Taxi driver’s mother: my son’s a good boy

The mother of an illegal taxi driver charged with the 2008 kidnapping and murder of a Swedish student in Paris on Wednesday asked a court to show leniency to her "good boy".

The trial of Bruno Cholet, 55, was suspended for 24 hours only 20 minutes after it began on Tuesday when he said he was feeling unwell and was sent to hospital for tests.
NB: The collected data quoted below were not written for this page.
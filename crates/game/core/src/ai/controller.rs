//! The AI behavior loop.
//!
//! A reactive decision cycle ticked at a fixed reaction interval, not
//! every frame. Each evaluation walks the same ladder: validate the held
//! target, acquire a new one from the faction registry, adopt an ally's
//! target, then dispatch: attack, stand suspicious, or head back to
//! post. Being struck is the one event-driven path: it may switch the
//! target between evaluations.
//!
//! The loop never outranks the scheduler: an in-flight player or leader
//! action suppresses reconsideration entirely; the loop's own actions run
//! at [`priority::AI`] and may preempt each other.

use glam::Vec3;

use crate::config::priority;
use crate::action::ActionType;
use crate::env::Env;
use crate::world::{AgentId, World};

use super::patrol::{PatrolPath, PatrolState};

/// Per-agent AI tunables.
#[derive(Clone, Copy, Debug, PartialEq)]
#[cfg_attr(feature = "serde", derive(serde::Serialize, serde::Deserialize))]
#[cfg_attr(feature = "serde", serde(default))]
pub struct AiConfig {
    /// Enemies beyond this distance are invisible to acquisition.
    pub sight_range: f32,
    /// Leash: a chased target past this distance is dropped (and
    /// remembered as lost).
    pub chase_distance: f32,
    /// Seconds after losing contact during which the agent stands alert
    /// instead of returning to post.
    pub suspicion_time: f32,
    /// Seconds between decision cycles.
    pub reaction_interval: f32,
    /// Speed fraction for patrol and return-to-post movement.
    pub patrol_speed_fraction: f32,
    /// Arrival tolerance for waypoints.
    pub waypoint_tolerance: f32,
    /// Seconds to linger at each waypoint before cycling.
    pub waypoint_dwell: f32,
}

impl Default for AiConfig {
    fn default() -> Self {
        Self {
            sight_range: 8.0,
            chase_distance: 12.0,
            suspicion_time: 5.0,
            reaction_interval: 0.25,
            patrol_speed_fraction: 0.2,
            waypoint_tolerance: 1.0,
            waypoint_dwell: 4.0,
        }
    }
}

/// Current behavior of the loop.
#[derive(Clone, Copy, Debug, Default, PartialEq, Eq, strum::Display)]
pub enum AiState {
    /// Engaged on a target.
    Attacking,
    /// Lost contact recently; standing and watching.
    Suspicious,
    /// Walking back to post / patrolling.
    #[default]
    Returning,
}

/// What the agent does when there is nothing to fight. The guard
/// variant cycles an authored waypoint loop instead of holding a single
/// post.
#[derive(Clone, Debug)]
enum IdleRoutine {
    HoldPost,
    Patrol(PatrolState),
}

/// AI behavior loop state for one non-player agent.
#[derive(Clone, Debug)]
pub struct AiController {
    config: AiConfig,
    state: AiState,
    target: Option<AgentId>,
    /// Target dropped for distance, eligible for re-acquisition while
    /// the suspicion window lasts.
    lost_target: Option<AgentId>,
    time_since_contact: f32,
    since_eval: f32,
    guard_position: Vec3,
    leader: Option<AgentId>,
    routine: IdleRoutine,
    cached_enemies: Vec<AgentId>,
    cached_allies: Vec<AgentId>,
    cache_generation: Option<u64>,
}

impl AiController {
    pub fn new(config: AiConfig, guard_position: Vec3) -> Self {
        Self {
            config,
            state: AiState::Returning,
            target: None,
            lost_target: None,
            time_since_contact: f32::INFINITY,
            since_eval: 0.0,
            guard_position,
            leader: None,
            routine: IdleRoutine::HoldPost,
            cached_enemies: Vec::new(),
            cached_allies: Vec::new(),
            cache_generation: None,
        }
    }

    /// Guard specialization: patrol a waypoint loop instead of holding
    /// the spawn post.
    pub fn with_patrol(mut self, path: PatrolPath) -> Self {
        self.routine = IdleRoutine::Patrol(PatrolState::new(path));
        self
    }

    pub fn set_leader(&mut self, leader: Option<AgentId>) {
        self.leader = leader;
    }

    pub fn leader(&self) -> Option<AgentId> {
        self.leader
    }

    pub fn state(&self) -> AiState {
        self.state
    }

    pub fn target(&self) -> Option<AgentId> {
        self.target
    }

    pub fn guard_position(&self) -> Vec3 {
        self.guard_position
    }

    /// Reassigns the post (formation slot assignment).
    pub fn set_guard_position(&mut self, position: Vec3) {
        self.guard_position = position;
    }

    /// Reactive retarget on being struck, the only event-driven
    /// transition. Switches to the aggressor when it is closer than the
    /// current target (or there is none). Returns whether it switched.
    pub fn consider_aggressor(
        &mut self,
        aggressor: AgentId,
        aggressor_distance: f32,
        current_target_distance: Option<f32>,
    ) -> bool {
        if Some(aggressor) == self.target {
            return false;
        }
        let closer = current_target_distance.is_none_or(|d| aggressor_distance < d);
        if closer {
            self.target = Some(aggressor);
            self.time_since_contact = 0.0;
            self.state = AiState::Attacking;
        }
        closer
    }

    /// Advances the loop. Runs a decision cycle once per reaction
    /// interval; between cycles only the clock moves.
    pub(crate) fn tick(&mut self, owner: AgentId, world: &mut World, env: &Env<'_>, dt: f32) {
        self.since_eval += dt;
        if self.since_eval < self.config.reaction_interval {
            return;
        }
        let elapsed = self.since_eval;
        self.since_eval = 0.0;
        self.time_since_contact += elapsed;

        let Some(agent) = world.agent(owner) else {
            return;
        };
        if agent.health.is_dead() || agent.scheduler.is_frozen() {
            return;
        }
        // Never reconsider over an in-flight higher-priority action.
        if agent.scheduler.current_priority() > priority::AI {
            return;
        }
        let own_pos = agent.pos;

        self.validate_target(owner, own_pos, world);
        if self.target.is_none() {
            self.refresh_caches(owner, world);
            self.acquire_target(own_pos, world);
        }
        if self.target.is_none() {
            self.assist_allies(own_pos, world);
        }
        self.dispatch(owner, own_pos, world, env, elapsed);
    }

    /// Step 1: drop a target that is no longer attackable or has pulled
    /// past the chase leash.
    fn validate_target(&mut self, owner: AgentId, own_pos: Vec3, world: &mut World) {
        let Some(target) = self.target else {
            return;
        };

        let verdict = world.agent(target).map(|t| {
            let hostile = world.hostile(owner, target);
            (t.health.is_dead(), hostile, own_pos.distance(t.pos))
        });

        match verdict {
            None | Some((true, _, _)) | Some((_, false, _)) => {
                self.drop_target(owner, world, None);
            }
            Some((false, true, distance)) if distance > self.config.chase_distance => {
                self.drop_target(owner, world, Some(target));
            }
            _ => {}
        }
    }

    fn drop_target(&mut self, owner: AgentId, world: &mut World, lost: Option<AgentId>) {
        self.target = None;
        self.lost_target = lost;
        // The attack this loop issued is now pointless; free the slot so
        // the rest of the cycle can redispatch.
        if world
            .agent(owner)
            .is_some_and(|a| a.scheduler.current() == ActionType::Attack)
        {
            world.cancel_current_action(owner);
        }
    }

    /// Step 2: nearest living enemy inside sight range.
    fn acquire_target(&mut self, own_pos: Vec3, world: &World) {
        let mut best: Option<(f32, AgentId)> = None;
        for id in &self.cached_enemies {
            let Some(enemy) = world.agent(*id) else {
                continue;
            };
            if enemy.health.is_dead() {
                continue;
            }
            let distance = own_pos.distance(enemy.pos);
            if distance > self.config.sight_range {
                continue;
            }
            if best.is_none_or(|(d, _)| distance < d) {
                best = Some((distance, *id));
            }
        }
        if let Some((_, id)) = best {
            self.target = Some(id);
            self.time_since_contact = 0.0;
        }
    }

    /// Step 3: adopt the nearest sighted ally's target (pack aggro).
    /// The own leader is excluded; orders flow the other way.
    fn assist_allies(&mut self, own_pos: Vec3, world: &World) {
        let mut best: Option<(f32, AgentId)> = None;
        for id in &self.cached_allies {
            if Some(*id) == self.leader {
                continue;
            }
            let Some(ally) = world.agent(*id) else {
                continue;
            };
            let distance = own_pos.distance(ally.pos);
            if distance > self.config.sight_range {
                continue;
            }
            let adopted = ally
                .fighter
                .target()
                .or_else(|| ally.ai.as_ref().and_then(AiController::target));
            let Some(adopted) = adopted else {
                continue;
            };
            if world.agent(adopted).is_none_or(|t| t.health.is_dead()) {
                continue;
            }
            if best.is_none_or(|(d, _)| distance < d) {
                best = Some((distance, adopted));
            }
        }
        if let Some((_, id)) = best {
            self.target = Some(id);
            self.time_since_contact = 0.0;
        }
    }

    /// Step 4: issue this cycle's action request.
    fn dispatch(
        &mut self,
        owner: AgentId,
        own_pos: Vec3,
        world: &mut World,
        env: &Env<'_>,
        elapsed: f32,
    ) {
        if let Some(target) = self.target {
            self.state = AiState::Attacking;
            self.time_since_contact = 0.0;

            let already_engaged = world.agent(owner).is_some_and(|a| {
                a.scheduler.current() == ActionType::Attack && a.fighter.target() == Some(target)
            });
            if !already_engaged && !world.start_attack_action(owner, target, priority::AI) {
                self.target = None;
            }
            return;
        }

        if self.time_since_contact <= self.config.suspicion_time {
            self.state = AiState::Suspicious;

            // Opportunistic re-acquisition of a target lost to distance.
            if let Some(lost) = self.lost_target {
                let back_in_reach = world.agent(lost).is_some_and(|t| {
                    !t.health.is_dead() && own_pos.distance(t.pos) <= self.config.chase_distance
                });
                if back_in_reach {
                    self.lost_target = None;
                    self.target = Some(lost);
                    self.dispatch(owner, own_pos, world, env, elapsed);
                    return;
                }
            }

            let standing = world
                .agent(owner)
                .is_some_and(|a| a.scheduler.current() == ActionType::Stop);
            if !standing {
                world.start_stop_action(owner, priority::AI);
            }
            return;
        }

        self.state = AiState::Returning;
        self.lost_target = None;
        let destination = match &mut self.routine {
            IdleRoutine::HoldPost => Some(self.guard_position),
            IdleRoutine::Patrol(patrol) => patrol.next_order(
                own_pos,
                self.config.waypoint_tolerance,
                self.config.waypoint_dwell,
                elapsed,
            ),
        };
        let Some(destination) = destination else {
            return;
        };

        let already_heading = world.agent(owner).is_some_and(|a| {
            a.scheduler.current() == ActionType::Move
                && a.mover
                    .destination()
                    .is_some_and(|d| d.distance(destination) < 0.1)
        });
        if !already_heading && own_pos.distance(destination) > self.config.waypoint_tolerance {
            world.start_move_action(
                owner,
                destination,
                self.config.patrol_speed_fraction,
                priority::AI,
                env,
            );
        }
    }

    fn refresh_caches(&mut self, owner: AgentId, world: &World) {
        let generation = world.registry().generation();
        if self.cache_generation == Some(generation) {
            return;
        }
        self.cached_enemies = world.registry().enemies_of(owner);
        self.cached_allies = world.registry().allies_of(owner);
        self.cache_generation = Some(generation);
    }
}
//! Scenario definitions: authored worlds in one RON file.
//!
//! A scenario names the clans, the agents with their classes, posts,
//! patrols and squads, and the weapons they hold (by catalog name). The
//! loader checks the cross-references; turning a spec into a live world
//! is the runtime's job.

use std::collections::BTreeSet;
use std::path::Path;

use glam::Vec3;
use serde::Deserialize;

use game_core::{AiConfig, Alignment, CharacterClass, FormationConfig};

use crate::loaders::{LoadResult, read_file};

/// One clan declaration.
#[derive(Clone, Debug, Deserialize)]
pub struct ClanEntry {
    pub name: String,
    pub alignment: Alignment,
}

/// One authored agent.
#[derive(Clone, Debug, Deserialize)]
pub struct AgentEntry {
    pub name: String,
    pub class: CharacterClass,
    #[serde(default = "default_level")]
    pub level: u32,
    /// Clan name; must match a [`ClanEntry`].
    pub clan: String,
    pub position: Vec3,
    #[serde(default)]
    pub heading: f32,
    /// Weapon catalog name; unarmed when absent.
    #[serde(default)]
    pub weapon: Option<String>,
    /// Present for AI-driven agents; absent for player-controlled ones.
    #[serde(default)]
    pub ai: Option<AiConfig>,
    /// Waypoint loop for guard patrols; requires `ai`.
    #[serde(default)]
    pub patrol: Option<Vec<Vec3>>,
    /// Present for squad leaders.
    #[serde(default)]
    pub formation: Option<FormationConfig>,
    /// Leader's agent name; wires this agent into that squad.
    #[serde(default)]
    pub leader: Option<String>,
}

fn default_level() -> u32 {
    1
}

/// A parsed, cross-checked scenario.
#[derive(Clone, Debug, Deserialize)]
pub struct ScenarioSpec {
    #[serde(default)]
    pub seed: u64,
    pub clans: Vec<ClanEntry>,
    pub agents: Vec<AgentEntry>,
}

impl ScenarioSpec {
    /// Cross-reference validation; every failure is a content defect.
    pub fn validate(&self) -> anyhow::Result<()> {
        let clan_names: BTreeSet<&str> = self.clans.iter().map(|c| c.name.as_str()).collect();
        let mut agent_names = BTreeSet::new();

        for agent in &self.agents {
            if !agent_names.insert(agent.name.as_str()) {
                anyhow::bail!("duplicate agent name '{}'", agent.name);
            }
            if !clan_names.contains(agent.clan.as_str()) {
                anyhow::bail!("agent '{}' references unknown clan '{}'", agent.name, agent.clan);
            }
            if agent.level < 1 {
                anyhow::bail!("agent '{}' has level 0", agent.name);
            }
            if let Some(patrol) = &agent.patrol {
                if patrol.is_empty() {
                    anyhow::bail!("agent '{}' has an empty patrol path", agent.name);
                }
                if agent.ai.is_none() {
                    anyhow::bail!("agent '{}' has a patrol but no AI", agent.name);
                }
            }
        }
        for agent in &self.agents {
            if let Some(leader) = &agent.leader {
                let found = self
                    .agents
                    .iter()
                    .any(|a| &a.name == leader && a.formation.is_some());
                if !found {
                    anyhow::bail!(
                        "agent '{}' references leader '{}' which is not a formation leader",
                        agent.name,
                        leader
                    );
                }
            }
        }
        Ok(())
    }
}

/// Loader for scenarios from RON files.
pub struct ScenarioLoader;

impl ScenarioLoader {
    pub fn load(path: &Path) -> LoadResult<ScenarioSpec> {
        let content = read_file(path)?;
        Self::parse(&content).map_err(|e| anyhow::anyhow!("{}: {}", path.display(), e))
    }

    fn parse(content: &str) -> anyhow::Result<ScenarioSpec> {
        let spec: ScenarioSpec = ron::from_str(content)
            .map_err(|e| anyhow::anyhow!("failed to parse scenario RON: {}", e))?;
        spec.validate()?;
        Ok(spec)
    }
}

#[cfg(test)]
mod tests {
    use super::*;

    const SKIRMISH: &str = r#"(
    seed: 11,
    clans: [
        (name: "TownWatch", alignment: Lawful),
        (name: "Bandits", alignment: Rebel),
    ],
    agents: [
        (
            name: "captain",
            class: Captain,
            level: 3,
            clan: "TownWatch",
            position: (0.0, 0.0, 0.0),
            weapon: Some("Longsword"),
            formation: Some(()),
        ),
        (
            name: "guard-1",
            class: Soldier,
            clan: "TownWatch",
            position: (2.0, 0.0, -2.0),
            ai: Some(()),
            leader: Some("captain"),
        ),
        (
            name: "lookout",
            class: Archer,
            clan: "Bandits",
            position: (20.0, 0.0, 0.0),
            weapon: Some("Shortbow"),
            ai: Some((sight_range: 14.0)),
            patrol: Some([(20.0, 0.0, 0.0), (24.0, 0.0, 4.0)]),
        ),
    ],
)"#;

    #[test]
    fn parses_a_full_scenario() {
        let spec = ScenarioLoader::parse(SKIRMISH).unwrap();
        assert_eq!(spec.seed, 11);
        assert_eq!(spec.clans.len(), 2);
        assert_eq!(spec.agents.len(), 3);
        assert_eq!(spec.agents[1].level, 1);
        assert_eq!(spec.agents[1].leader.as_deref(), Some("captain"));
        let lookout = &spec.agents[2];
        assert!(lookout.ai.is_some());
        assert_eq!(lookout.ai.unwrap().sight_range, 14.0);
        assert_eq!(lookout.patrol.as_ref().unwrap().len(), 2);
    }

    #[test]
    fn unknown_clan_reference_fails() {
        let broken = SKIRMISH.replace("clan: \"Bandits\"", "clan: \"Pirates\"");
        let err = ScenarioLoader::parse(&broken).unwrap_err();
        assert!(err.to_string().contains("unknown clan"));
    }

    #[test]
    fn leader_must_be_a_formation_leader() {
        let broken = SKIRMISH.replace("leader: Some(\"captain\")", "leader: Some(\"lookout\")");
        let err = ScenarioLoader::parse(&broken).unwrap_err();
        assert!(err.to_string().contains("not a formation leader"));
    }

    #[test]
    fn patrol_without_ai_fails() {
        let broken = SKIRMISH.replace("ai: Some((sight_range: 14.0)),", "");
        let err = ScenarioLoader::parse(&broken).unwrap_err();
        assert!(err.to_string().contains("no AI"));
    }
}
With the victim's family looking on from the front row, Cholet told the court Wednesday he was feeling well enough for the trial, which is scheduled to run until September 14, to continue.

He said his bout of ill-health was probably due to heatstroke and recounted what he said was a troubled childhood with him being pushed around in foster care like a "sack of potatoes".

"My schooling took place in jail," said Cholet, whose first brush with the law occurred at the age of 12 when he stole a bicycle.

He admitted to a delinquent adolescence spent on the streets of Paris and on the French Riviera and claimed he was raped by three sailors when he was about 14.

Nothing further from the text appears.